The issue arises when you collect your data into a batch for training. The size and data type of a single dataset item, multiplied by the batch size will determine how much GPU RAM a batch uses. You can calculate it mathematically, if you dare.

It is most typically (and TL:DR) the batch size that causes the issue, followed by having too large a dataset item (i.e. having an image that is 512 x 512, instead of 64 x 64 pixels).The first step in troubleshooting is to reduce the dataloader batch size to 1. If this still gives an out of memory issue, you may need to reduce the size of each item in the dataset (i.e. crop the input, or sample fewer points etc).

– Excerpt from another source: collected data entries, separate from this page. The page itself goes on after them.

//! 各模块的扁平配置对象。
//!
//! 每个配置结构体声明字段名、类型和默认值，从 JSON 装载时拒绝未知
//! 字段，并在任何转换开始之前完成 [`Validate::validate`] 校验：配置
//! 错误是装载期硬错误，不属于核心引擎的降级范畴。

use derive_builder::Builder;
use serde::{Deserialize, Serialize};

use crate::error::{ConfigError, ConvertError};
use crate::style::value::TextAlign;
use crate::style::StyleProperty;

/// 可校验的配置对象。
pub trait Validate {
    /// 校验字段取值。
    ///
    /// # Errors
    ///
    /// 字段值不在允许范围内时返回 [`ConfigError`]。
    fn validate(&self) -> Result<(), ConfigError>;
}

/// 从 JSON 值装载并校验一个配置对象。
///
/// # Errors
///
/// JSON 结构不匹配（含未知字段）时返回 [`ConvertError::JsonParse`]，
/// 校验失败时返回 [`ConvertError::Config`]。
pub fn from_json<T>(value: serde_json::Value, context: &str) -> Result<T, ConvertError>
where
    T: serde::de::DeserializeOwned + Validate,
{
    let config: T = serde_json::from_value(value)
        .map_err(|e| ConvertError::json_parse(e, context.to_string()))?;
    config.validate()?;
    Ok(config)
}

/// ISD 序列生成选项。
#[derive(Debug, Clone, Serialize, Deserialize, Builder)]
#[builder(setter(into), default)]
#[serde(deny_unknown_fields, default)]
pub struct IsdGenerationOptions {
    /// 是否按显著时间点并行扇出。两条路径产出完全相同的序列。
    pub multithreaded: bool,
}

impl Default for IsdGenerationOptions {
    fn default() -> Self {
        Self {
            multithreaded: true,
        }
    }
}

impl Validate for IsdGenerationOptions {
    fn validate(&self) -> Result<(), ConfigError> {
        Ok(())
    }
}

bitflags::bitflags! {
    /// 过滤器流水线的开关集合。
    #[derive(Debug, Clone, Copy, PartialEq, Eq, Serialize, Deserialize)]
    pub struct FilterFlags: u32 {
        /// 把所有区域的内容并入一个区域。
        const MERGE_REGIONS = 1 << 0;
        /// 把区域内的段落合并为一个段落，以换行分隔。
        const MERGE_PARAGRAPHS = 1 << 1;
        /// 删除目标格式不支持的样式属性。
        const STRIP_UNSUPPORTED = 1 << 2;
        /// 删除等于默认值的计算样式。
        const REMOVE_DEFAULTS = 1 << 3;
    }
}

impl Default for FilterFlags {
    fn default() -> Self {
        Self::empty()
    }
}

/// 过滤器流水线选项。
#[derive(Debug, Clone, Default, Serialize, Deserialize)]
#[serde(deny_unknown_fields, default)]
pub struct FilterPipelineOptions {
    /// 启用哪些过滤器。
    pub flags: FilterFlags,
    /// [`FilterFlags::STRIP_UNSUPPORTED`] 保留的属性集合。
    pub supported_properties: Vec<StyleProperty>,
}

impl Validate for FilterPipelineOptions {
    fn validate(&self) -> Result<(), ConfigError> {
        if self.flags.contains(FilterFlags::STRIP_UNSUPPORTED)
            && self.supported_properties.is_empty()
        {
            return Err(ConfigError::MissingField(
                "supported_properties".to_string(),
            ));
        }
        Ok(())
    }
}

/// 文本类写出器（SRT/WebVTT）的通用选项。
///
/// 写出器本身在本 crate 之外，这里只声明边界上约定的字段。
#[derive(Debug, Clone, Serialize, Deserialize, Builder)]
#[builder(setter(into), default)]
#[serde(deny_unknown_fields, default)]
pub struct TextWriterOptions {
    /// 提示块的文本对齐。
    pub text_align: TextAlign,
    /// 提示块的行位置，取值 0–100（百分比）。
    pub line_position: Option<f64>,
    /// 是否给每个提示块编号。
    pub cue_id: bool,
}

impl Default for TextWriterOptions {
    fn default() -> Self {
        Self {
            text_align: TextAlign::Center,
            line_position: None,
            cue_id: true,
        }
    }
}

impl Validate for TextWriterOptions {
    fn validate(&self) -> Result<(), ConfigError> {
        if let Some(position) = self.line_position
            && !(0.0..=100.0).contains(&position)
        {
            return Err(ConfigError::InvalidValue {
                field: "line_position".to_string(),
                value: position.to_string(),
                expected: "0 到 100 之间的百分比".to_string(),
            });
        }
        Ok(())
    }
}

However, this assumes that each new batch, and its associated losses do not get stored in GPU RAM between fresh iterations on a new batch. That is, if you do not clear the output tensor or the loss values from the GPU RAM each iteration / epoch, etc.The typical pattern for doing this is to send your output and loss values for tracking back to the cpu each time they are calculated, and overwrite the output and loss value variables each iteration. That is, during your iteration loop, send your output and losses back to the cpu with the .cpu() or .to("cpu") methods, and track them in a list/dictionary/etc as a cpu tensor (even just a numpy value, not as a cuda tensor. This applies to both loss values and outputs. You will see patterns such as output_loss.detach().cpu().numpy(), which stops tracking gradients for the tensor, sends it to the CPU RAM, and converts it to a numpy array, from which you can do whatever you want to track it (print, log, store in dictionary, etc).

Hopefully after

  1. Reducing batch size / input size; and
  2. Moving old data off the GPU each iteration

your code will run without issue.While you run your code with batch_size = 1 , pay attention to what nvidia-smi -l outputs from the terminal. This loops the nvidia-smi call, and will update the RAM allocation in real time. There are dozens of academic papers out there talking about the pros and cons of big and small batch sizes, but a very rough rule of thumb is to simply max out your GPU RAM as much as possbile, and read those papers while your model trains. For example, if batch_size=1 uses 1/4 of your ram, try batch_size = 4. If you don't get an error, happy days!